Friday 10 December 2010

Stuff I Hate

I realise that I’ve been a bit absentee recently- but I’ve had essays and then I had to go home for the orthodontist. And I’m also acutely aware that my last few posts have been pretty negative and about things I hate, so today I’m going to get it out of my system for a while by giving you a list of all my pet hates. And I PROMISE that next time I’ll write you a compilation of all the things I love. Okay? Right. Onto my list.

Bad Eyebrows

I’m not talking about big eyebrows, I kind of love them and think they can be very stylish if worn properly. There are two types of eyebrows I despise:
1. Ones that look like tadpoles.
2. The ones that are so thin you couldn’t have drawn them on with a biro, which are especially creepy when they are poker straight.

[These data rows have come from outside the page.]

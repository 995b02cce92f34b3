//! Surface configuration.
//!
//! `SurfaceConfig` controls the tunables of a single
//! [`OffscreenSurface`](crate::surface::OffscreenSurface). It provides sensible
//! defaults via [`Default`], deserializes from JSON (missing fields fall back to
//! the defaults) and has a fluent [`SurfaceConfig::builder()`] with validation.
//!
//! # Examples
//!
//! ## Use defaults
//! ```rust
//! use osr_surface::config::SurfaceConfig;
//! let cfg = SurfaceConfig::default();
//! assert!(!cfg.needs_swap_size_notifications);
//! ```
//!
//! ## Customize with the builder
//! ```rust
//! use std::time::Duration;
//! use osr_surface::config::SurfaceConfig;
//! # fn main() -> Result<(), Box<dyn std::error::Error>> {
//! let cfg = SurfaceConfig::builder()
//!     .needs_swap_size_notifications(true)
//!     .presentation_interval(Duration::from_millis(16))
//!     .max_texture_size_override(2048)
//!     .build()?;
//! # Ok(()) }
//! ```
//!
//! # Fields (summary)
//! - `needs_swap_size_notifications`: report the surface size to the compositor after every swap.
//! - `presentation_interval`: interval sent with presentation feedback. No display engine
//!   timing is measured, so this is an estimate (default: zero).
//! - `buffer_format`: format of the backbuffer (default: RGBA-8888). Must be scanout capable.
//! - `max_texture_size_override`: clamp allocations below the GPU maximum texture size.
//! - `vsync_interval`: tick period when the surface drives its own timer vsync source
//!   (default: 1/60 s).

use crate::gfx::BufferFormat;
use serde::{Deserialize, Serialize};
use std::fmt;
use std::time::Duration;

/// Default vsync period (60 Hz).
pub const DEFAULT_VSYNC_INTERVAL: Duration = Duration::from_nanos(16_666_667);

#[derive(Debug, Clone, PartialEq, Serialize, Deserialize)]
#[serde(default)]
pub struct SurfaceConfig {
    pub needs_swap_size_notifications: bool,
    pub presentation_interval: Duration,
    pub buffer_format: BufferFormat,
    pub max_texture_size_override: Option<u32>,
    pub vsync_interval: Duration,
}

impl Default for SurfaceConfig {
    fn default() -> Self {
        Self {
            needs_swap_size_notifications: false,
            presentation_interval: Duration::ZERO,
            buffer_format: BufferFormat::Rgba8888,
            max_texture_size_override: None,
            vsync_interval: DEFAULT_VSYNC_INTERVAL,
        }
    }
}

impl SurfaceConfig {
    pub fn builder() -> SurfaceConfigBuilder {
        SurfaceConfigBuilder::default()
    }

    /// Parses a JSON document and validates the result.
    pub fn from_json(json: &str) -> Result<SurfaceConfig, ConfigError> {
        let cfg: SurfaceConfig =
            serde_json::from_str(json).map_err(|e| ConfigError::Parse(e.to_string()))?;
        validate(&cfg)?;
        Ok(cfg)
    }

    /// Checks the same rules the builder enforces. Useful for configs assembled field by field.
    pub fn validate(&self) -> Result<(), ConfigError> {
        validate(self)
    }

    /// Largest texture dimension we allow, given what the GPU supports.
    pub fn effective_max_texture_size(&self, gpu_max: u32) -> u32 {
        match self.max_texture_size_override {
            Some(limit) => limit.min(gpu_max),
            None => gpu_max,
        }
    }
}

/// Builder for [`SurfaceConfig`].
#[derive(Debug, Clone, Default)]
pub struct SurfaceConfigBuilder {
    inner: SurfaceConfig,
}

impl SurfaceConfigBuilder {
    #[inline]
    fn map(mut self, f: impl FnOnce(&mut SurfaceConfig)) -> Self {
        f(&mut self.inner);
        self
    }

    pub fn needs_swap_size_notifications(self, on: bool) -> Self { self.map(|c| c.needs_swap_size_notifications = on) }
    pub fn presentation_interval(self, interval: Duration) -> Self { self.map(|c| c.presentation_interval = interval) }
    pub fn buffer_format(self, format: BufferFormat) -> Self { self.map(|c| c.buffer_format = format) }
    pub fn max_texture_size_override(self, px: u32) -> Self { self.map(|c| c.max_texture_size_override = Some(px)) }
    pub fn vsync_interval(self, interval: Duration) -> Self { self.map(|c| c.vsync_interval = interval) }

    /// Apply multiple changes in one go.
    pub fn with(self, f: impl FnOnce(&mut SurfaceConfig)) -> Self { self.map(f) }

    /// Validate and build the final config.
    pub fn build(self) -> Result<SurfaceConfig, ConfigError> {
        validate(&self.inner)?;
        Ok(self.inner)
    }
}

// ---------- Validation ----------

#[derive(Debug, Clone, PartialEq)]
pub enum ConfigError {
    NotScanoutCapable(BufferFormat),
    ZeroTextureSize,
    ZeroVSyncInterval,
    Parse(String),
}

impl fmt::Display for ConfigError {
    fn fmt(&self, f: &mut fmt::Formatter<'_>) -> fmt::Result {
        match self {
            ConfigError::NotScanoutCapable(format) =>
                write!(f, "buffer_format {format:?} cannot be used for scanout"),
            ConfigError::ZeroTextureSize =>
                write!(f, "max_texture_size_override must be at least 1"),
            ConfigError::ZeroVSyncInterval =>
                write!(f, "vsync_interval must be non-zero"),
            ConfigError::Parse(msg) =>
                write!(f, "cannot parse surface config: {msg}"),
        }
    }
}
impl std::error::Error for ConfigError {}

fn validate(c: &SurfaceConfig) -> Result<(), ConfigError> {
    if !c.buffer_format.is_scanout_capable() {
        return Err(ConfigError::NotScanoutCapable(c.buffer_format));
    }
    if c.max_texture_size_override == Some(0) {
        return Err(ConfigError::ZeroTextureSize);
    }
    if c.vsync_interval.is_zero() {
        return Err(ConfigError::ZeroVSyncInterval);
    }
    Ok(())
}
use crate::vsync::{ObserverId, VSyncObserver, VSyncSource};
use std::collections::HashMap;
use std::sync::{Arc, Mutex, MutexGuard, PoisonError};
use std::time::{Duration, Instant};

/// Vsync source for hosts that already receive vblank events, e.g. from a
/// display link or a compositor. Call [`tick`](Self::tick) from whatever
/// thread delivers them.
#[derive(Default)]
pub struct ManualVSyncSource {
    observers: Mutex<HashMap<ObserverId, Arc<dyn VSyncObserver>>>,
}

impl ManualVSyncSource {
    pub fn new() -> Self {
        Self::default()
    }

    fn observers(&self) -> MutexGuard<'_, HashMap<ObserverId, Arc<dyn VSyncObserver>>> {
        self.observers.lock().unwrap_or_else(PoisonError::into_inner)
    }

    pub fn observer_count(&self) -> usize {
        self.observers().len()
    }

    /// Delivers one tick to every registered observer.
    pub fn tick(&self, timebase: Instant, interval: Duration) {
        // Snapshot so observers may (un)register from inside their callback.
        let observers: Vec<_> = self.observers().values().cloned().collect();
        for observer in observers {
            observer.on_vsync(timebase, interval);
        }
    }
}

impl VSyncSource for ManualVSyncSource {
    fn add_observer(&self, id: ObserverId, observer: Arc<dyn VSyncObserver>) {
        self.observers().insert(id, observer);
    }

    fn remove_observer(&self, id: ObserverId) {
        self.observers().remove(&id);
    }
}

What the hell do you think they look like; they’re bloody appalling. Unless you have alopecia you were born with a decent pair- why on earth would you mutilate them like that. You either look super serious, constantly bemused or just plain ridiculous. GUH.

Shop-bought Sandwiches

Why oh why does every single sandwich you buy pre-made in a shop have mayonnaise in it? Mayonnaise is a repulsive substance and I know I am not alone in my hatred of it. It is greasy and slimy and viscous and bleeeeeeeeeeeeugh.
Furthermore, when you make mayonnaise yourself it is a bright yellow colour as it is made of egg yolks and oil- so why is it white.. it’s an unnatural abomination, that’s why.

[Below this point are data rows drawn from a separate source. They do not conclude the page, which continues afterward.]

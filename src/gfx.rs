//! Plain value types shared by the surface, the buffer image and the consumer side.
//!
//! Nothing in here talks to the GPU. These are the sizes, color spaces, buffer
//! formats and handles that flow between the compositor, the
//! [`OffscreenSurface`](crate::surface::OffscreenSurface) and the external consumer.

use bitflags::bitflags;
use serde::{Deserialize, Serialize};
use std::fmt::{Display, Formatter};
use std::time::{Duration, Instant};
use uuid::Uuid;

/// Size of a surface or buffer in pixels.
#[derive(Clone, Copy, Debug, Default, PartialEq, Eq, Hash, Serialize, Deserialize)]
pub struct Size {
    pub width: u32,
    pub height: u32,
}

impl Size {
    pub const fn new(width: u32, height: u32) -> Self {
        Self { width, height }
    }

    /// A size is empty when either dimension is zero.
    pub fn is_empty(&self) -> bool {
        self.width == 0 || self.height == 0
    }

    /// Clamps each axis independently to `max`.
    pub fn clamp_to(&self, max: u32) -> Size {
        Size {
            width: self.width.min(max),
            height: self.height.min(max),
        }
    }
}

impl Display for Size {
    fn fmt(&self, f: &mut Formatter<'_>) -> std::fmt::Result {
        write!(f, "{}x{}", self.width, self.height)
    }
}

/// Axis aligned rectangle in surface pixels. Used for damage reporting.
#[derive(Clone, Copy, Debug, Default, PartialEq, Eq, Hash)]
pub struct Rect {
    pub x: i32,
    pub y: i32,
    pub width: u32,
    pub height: u32,
}

impl Rect {
    pub const fn new(x: i32, y: i32, width: u32, height: u32) -> Self {
        Self { x, y, width, height }
    }

    /// Rectangle at the origin covering `size`.
    pub fn from_size(size: Size) -> Self {
        Self::new(0, 0, size.width, size.height)
    }

    pub fn is_empty(&self) -> bool {
        self.width == 0 || self.height == 0
    }

    fn right(&self) -> i64 {
        self.x as i64 + self.width as i64
    }

    fn bottom(&self) -> i64 {
        self.y as i64 + self.height as i64
    }

    /// Returns the overlapping area of both rectangles. Disjoint rectangles
    /// produce an empty rect at the origin.
    pub fn intersect(&self, other: &Rect) -> Rect {
        let left = self.x.max(other.x);
        let top = self.y.max(other.y);
        let right = self.right().min(other.right());
        let bottom = self.bottom().min(other.bottom());

        if right <= left as i64 || bottom <= top as i64 {
            return Rect::default();
        }

        Rect::new(left, top, (right - left as i64) as u32, (bottom - top as i64) as u32)
    }
}

/// Color space a buffer is rendered in. Tagged on both the memory buffer and
/// the texture so the consumer can interpret the pixels correctly.
#[derive(Clone, Copy, Debug, Default, PartialEq, Eq, Hash, Serialize, Deserialize)]
pub enum ColorSpace {
    #[default]
    Srgb,
    DisplayP3,
    /// Linear extended sRGB (scRGB), used for HDR content.
    ExtendedSrgbLinear,
    Rec2020Pq,
}

/// Pixel layout of a GPU memory buffer.
#[derive(Clone, Copy, Debug, Default, PartialEq, Eq, Hash, Serialize, Deserialize)]
pub enum BufferFormat {
    #[default]
    Rgba8888,
    Bgra8888,
    Rgbx8888,
    /// Single channel, never scanout capable.
    R8,
}

impl BufferFormat {
    pub fn bytes_per_pixel(&self) -> u32 {
        match self {
            BufferFormat::Rgba8888 | BufferFormat::Bgra8888 | BufferFormat::Rgbx8888 => 4,
            BufferFormat::R8 => 1,
        }
    }

    /// Can a buffer in this format be handed to a display engine or video sink directly?
    pub fn is_scanout_capable(&self) -> bool {
        !matches!(self, BufferFormat::R8)
    }
}

/// How a GPU memory buffer is going to be used.
#[derive(Clone, Copy, Debug, PartialEq, Eq, Hash)]
pub enum BufferUsage {
    GpuRead,
    Scanout,
    ScanoutCpuReadWrite,
}

/// The texture target a texture must be bound as.
#[derive(Clone, Copy, Debug, Default, PartialEq, Eq, Hash)]
pub enum TextureTarget {
    /// `GL_TEXTURE_2D`
    #[default]
    Texture2D,
    /// `GL_TEXTURE_RECTANGLE_ARB`, used by IOSurface backed buffers.
    Rectangle,
    /// `GL_TEXTURE_EXTERNAL_OES`
    External,
}

/// Unique identifier of a physical GPU memory buffer.
///
/// Treat this as an opaque handle; the [`Uuid`] inside is an implementation detail.
#[derive(Debug, Copy, Clone, PartialEq, Eq, Hash, PartialOrd, Ord, Serialize, Deserialize)]
pub struct BufferId(Uuid);

impl BufferId {
    pub fn new() -> Self {
        Self(Uuid::new_v4())
    }
}

impl Default for BufferId {
    fn default() -> Self {
        Self::new()
    }
}

impl Display for BufferId {
    fn fmt(&self, f: &mut Formatter<'_>) -> std::fmt::Result {
        write!(f, "{}", self.0)
    }
}

/// Everything a consumer needs to import a shared buffer.
#[derive(Clone, Debug, PartialEq, Eq)]
pub struct SharedBuffer {
    pub id: BufferId,
    pub size: Size,
    pub format: BufferFormat,
    pub stride: u32,
    pub color_space: ColorSpace,
    /// Platform handle value (dma-buf fd, DXGI shared handle, IOSurface id).
    pub native: u64,
}

/// Duplicable handle to a GPU memory buffer, suitable for transfer to an external consumer.
///
/// An empty handle tells the consumer to keep using the buffer it received last.
#[derive(Clone, Debug, Default, PartialEq, Eq)]
pub struct BufferHandle(Option<SharedBuffer>);

impl BufferHandle {
    pub fn new(buffer: SharedBuffer) -> Self {
        Self(Some(buffer))
    }

    pub fn empty() -> Self {
        Self(None)
    }

    pub fn is_empty(&self) -> bool {
        self.0.is_none()
    }

    pub fn buffer(&self) -> Option<&SharedBuffer> {
        self.0.as_ref()
    }
}

/// Latency bookkeeping that travels with a frame from swap to completion.
#[derive(Clone, Debug, PartialEq, Eq)]
pub struct LatencyInfo {
    pub trace_id: u64,
    pub created: Instant,
}

impl LatencyInfo {
    pub fn new(trace_id: u64) -> Self {
        Self {
            trace_id,
            created: Instant::now(),
        }
    }
}

/// Timestamps reported with a swap acknowledgement.
#[derive(Clone, Copy, Debug, PartialEq, Eq)]
pub struct SwapTimings {
    pub swap_start: Instant,
    pub swap_end: Instant,
}

bitflags! {
    /// Quality of a presentation timestamp.
    pub struct PresentationFlags: u32 {
        /// Timestamp is aligned with a vsync.
        const VSYNC         = 0b0001;
        /// Timestamp comes from a hardware clock.
        const HW_CLOCK      = 0b0010;
        /// Display engine signalled completion.
        const HW_COMPLETION = 0b0100;
        /// Buffer was scanned out without a copy.
        const ZERO_COPY     = 0b1000;
    }
}

/// Presentation feedback sent to the compositor after a swap.
#[derive(Clone, Copy, Debug, PartialEq, Eq)]
pub struct PresentationFeedback {
    pub timestamp: Instant,
    pub interval: Duration,
    pub flags: PresentationFlags,
}

impl PresentationFeedback {
    /// Feedback without any measured display timing: only the submission time is known.
    pub fn estimated(timestamp: Instant, interval: Duration) -> Self {
        Self {
            timestamp,
            interval,
            flags: PresentationFlags::empty(),
        }
    }
}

People Wearing The Same Clothes As Me

I’m making my way innocently down the street, minding my own business- when BAM I’m confronted by someone wearing my shoes.. it makes me feel uneasy and scared. It’s like they’ve gotten into my mind or something. How did they know I was going to wear that exact thing on that precise day?
Gives me the heebie-jeebies.


Public Misspellings

I’m cool with bad spelling/grammar in private correspondence, as long as it still makes sense then that’s alright. But, when these affronts to the English language are on signs or menus or facebook statuses then I lose it. In Britain it is law for you to attend school until you’re sixteen- and if after all those years you still don’t know how to use the appropriate there, they’re or their then you are obviously a failure.
Today I saw coffee spelt ‘cofe’ on the front of a shop
SERIOUSLY.
WHY.


That is all.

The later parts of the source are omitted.